Ewelina Kamińska, M. Sc. Eva Korytiaková, M. Sc. Andreas Reichl, Dr. Markus Müller, Prof. Dr. Thomas Carell

Angew. Chem. Int. Ed., 2021, 60, 23207 –23211

Cellular DNA is composed of four canonical nucleosides (dA, dC, dG and T), which form two Watson–Crick base pairs. In addition, 5-methylcytosine (mdC) may be present. The methylation of dC to mdC is known to regulate transcriptional activity. Next to these five nucleosides, the genome, particularly of stem cells, contains three additional dC derivatives, which are formed by stepwise oxidation of the methyl group of mdC with the help of Tet enzymes. These are 5-hydroxymethyl-dC (hmdC), 5-formyl-dC (fdC), and 5-carboxy-dC (cadC).
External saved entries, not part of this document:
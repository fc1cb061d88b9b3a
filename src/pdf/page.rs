use super::content::render_contents;
use super::font::Font;
use super::image::Image;
use super::refs::{ObjectReferences, RefType};
use crate::colour::Colour;
use crate::units::Pt;
use id_arena::{Arena, Id};
use pdf_writer::{Filter, Finish, Name, Pdf, Rect};

/// Outline style for lines and rectangle borders
#[derive(Copy, Clone, PartialEq, Debug)]
pub struct Stroke {
    pub width: Pt,
    pub colour: Colour,
}

/// One line of text, already shaped into glyph ids. `(x, y)` is the start of the
/// baseline in PDF user space.
#[derive(Clone, PartialEq, Debug)]
pub struct TextRun {
    pub font: Id<Font>,
    pub em: Pt,
    /// Horizontal scaling in percent
    pub scale: f32,
    pub colour: Colour,
    pub x: Pt,
    pub y: Pt,
    pub glyphs: Vec<u16>,
    /// Offset from the baseline and thickness of an underline, if any
    pub underline: Option<(Pt, Pt)>,
    /// Scaled advance of the whole run
    pub width: Pt,
}

#[derive(Clone, PartialEq, Debug)]
pub enum PageContents {
    Text(TextRun),
    Line {
        from: (Pt, Pt),
        to: (Pt, Pt),
        stroke: Stroke,
    },
    Rect {
        rect: Rect,
        fill: Option<Colour>,
        stroke: Option<Stroke>,
    },
    Image {
        image: Id<Image>,
        position: Rect,
    },
}

pub struct Page {
    pub media_box: Rect,
    pub contents: Vec<PageContents>,
}

impl Page {
    pub fn new(width: Pt, height: Pt) -> Page {
        Page {
            media_box: Rect {
                x1: 0.0,
                y1: 0.0,
                x2: width.0,
                y2: height.0,
            },
            contents: Vec::new(),
        }
    }

    pub fn add(&mut self, content: PageContents) {
        self.contents.push(content);
    }

    pub(crate) fn write(
        &self,
        refs: &mut ObjectReferences,
        index: usize,
        fonts: &Arena<Font>,
        images: &Arena<Image>,
        writer: &mut Pdf,
    ) -> Result<(), std::io::Error> {
        let id = refs.gen(RefType::Page(index));
        let page_tree = refs.gen(RefType::PageTree);
        let content_id = refs.gen(RefType::ContentForPage(index));

        let mut page = writer.page(id);
        page.media_box(self.media_box);
        page.parent(page_tree);

        let mut resources = page.resources();
        let mut resource_fonts = resources.fonts();
        for (font_id, _) in fonts.iter() {
            resource_fonts.pair(
                Name(format!("F{}", font_id.index()).as_bytes()),
                refs.gen(RefType::Font(font_id.index())),
            );
        }
        resource_fonts.finish();
        let mut resource_xobjects = resources.x_objects();
        for (image_id, _) in images.iter() {
            resource_xobjects.pair(
                Name(format!("I{}", image_id.index()).as_bytes()),
                refs.gen(RefType::Image(image_id.index())),
            );
        }
        resource_xobjects.finish();
        resources.finish();

        page.contents(content_id);
        page.finish();

        let rendered = render_contents(&self.contents)?;
        let compressed = miniz_oxide::deflate::compress_to_vec_zlib(
            &rendered,
            miniz_oxide::deflate::CompressionLevel::DefaultLevel as u8,
        );
        writer
            .stream(content_id, &compressed)
            .filter(Filter::FlateDecode);
        Ok(())
    }
}
use super::refs::{ObjectReferences, RefType};
use chrono::{DateTime, Datelike, Local, Timelike};
use pdf_writer::{Date as PDate, Pdf, TextStr};

/// Document metadata written to the PDF's info dictionary
#[derive(Default, Debug, Clone)]
pub struct Info {
    pub title: Option<String>,
    pub subject: Option<String>,
}

impl Info {
    pub fn new() -> Info {
        Info::default()
    }

    pub fn title<S: ToString>(&mut self, title: S) -> &mut Self {
        self.title = Some(title.to_string());
        self
    }

    pub fn subject<S: ToString>(&mut self, subject: S) -> &mut Self {
        self.subject = Some(subject.to_string());
        self
    }

    pub(crate) fn write(&self, refs: &mut ObjectReferences, writer: &mut Pdf) {
        let id = refs.gen(RefType::Info);
        let mut info = writer.document_info(id);

        if let Some(title) = &self.title {
            info.title(TextStr(title.as_str()));
        }
        if let Some(subject) = &self.subject {
            info.subject(TextStr(subject.as_str()));
        }
        info.creator(TextStr(concat!(
            env!("CARGO_PKG_NAME"),
            " v",
            env!("CARGO_PKG_VERSION")
        )));

        info.creation_date(pdf_date(Local::now()));
    }
}

/// A local timestamp as a PDF date with its UTC offset
fn pdf_date(now: DateTime<Local>) -> PDate {
    let offset_minutes = now.offset().local_minus_utc() / 60;
    PDate::new(now.year() as u16)
        .month(now.month() as u8)
        .day(now.day() as u8)
        .hour(now.hour() as u8)
        .minute(now.minute() as u8)
        .second(now.second() as u8)
        .utc_offset_hour((offset_minutes / 60) as i8)
        .utc_offset_minute((offset_minutes % 60).unsigned_abs() as u8)
}
const TABSIZE: usize = 4;

/// Break `text` into lines.
///
/// Tabs become spaces, and `\r\n`, `\r` and `\n` all end a line. When `max_width` is
/// given, each line is further broken at whitespace so that it measures no wider than
/// `max_width` according to `measure`; a single word wider than the limit gets a
/// line to itself.
pub fn wrap_lines<F>(text: &str, max_width: Option<f32>, measure: F) -> Vec<String>
where
    F: Fn(&str) -> f32,
{
    let text = text
        .replace('\t', &" ".repeat(TABSIZE))
        .replace("\r\n", "\n")
        .replace('\r', "\n");

    let Some(max_width) = max_width else {
        return text.split('\n').map(str::to_string).collect();
    };

    let mut lines = Vec::new();
    for paragraph in text.split('\n') {
        let mut line = String::new();
        for word in paragraph.split_whitespace() {
            if line.is_empty() {
                line.push_str(word);
                continue;
            }
            let candidate = format!("{line} {word}");
            if measure(&candidate) > max_width {
                lines.push(std::mem::replace(&mut line, word.to_string()));
            } else {
                line = candidate;
            }
        }
        lines.push(line);
    }
    lines
}

#[cfg(test)]
mod test {
    use super::*;

    fn chars(text: &str) -> f32 {
        text.chars().count() as f32
    }

    #[test]
    fn breaks_at_whitespace() {
        assert_eq!(
            wrap_lines("the quick brown fox", Some(10.0), chars),
            vec!["the quick", "brown fox"]
        );
    }

    #[test]
    fn long_words_get_their_own_line() {
        assert_eq!(
            wrap_lines("a incomprehensibilities b", Some(5.0), chars),
            vec!["a", "incomprehensibilities", "b"]
        );
    }

    #[test]
    fn explicit_newlines_are_kept() {
        assert_eq!(
            wrap_lines("one\r\ntwo\rthree\n\nfour", Some(100.0), chars),
            vec!["one", "two", "three", "", "four"]
        );
        assert_eq!(wrap_lines("a\tb\nc", None, chars), vec!["a    b", "c"]);
    }
}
It is believed that fdC and cadC are converted back into dC, which establishes an epigenetic control cycle that starts with methylation of dC to mdC, followed by oxidation and removal of fdC and cadC. While fdC was shown to undergo intragenomic deformylation to give dC directly, a similar decarboxylation of cadC was postulated but not yet observed on the genomic level. By using metabolic labelling, we show here that cadC decarboxylates in several cell types, which confirms that both fdC and cadC are nucleosides that are directly converted back to dC within the genome by C−C bond cleavage.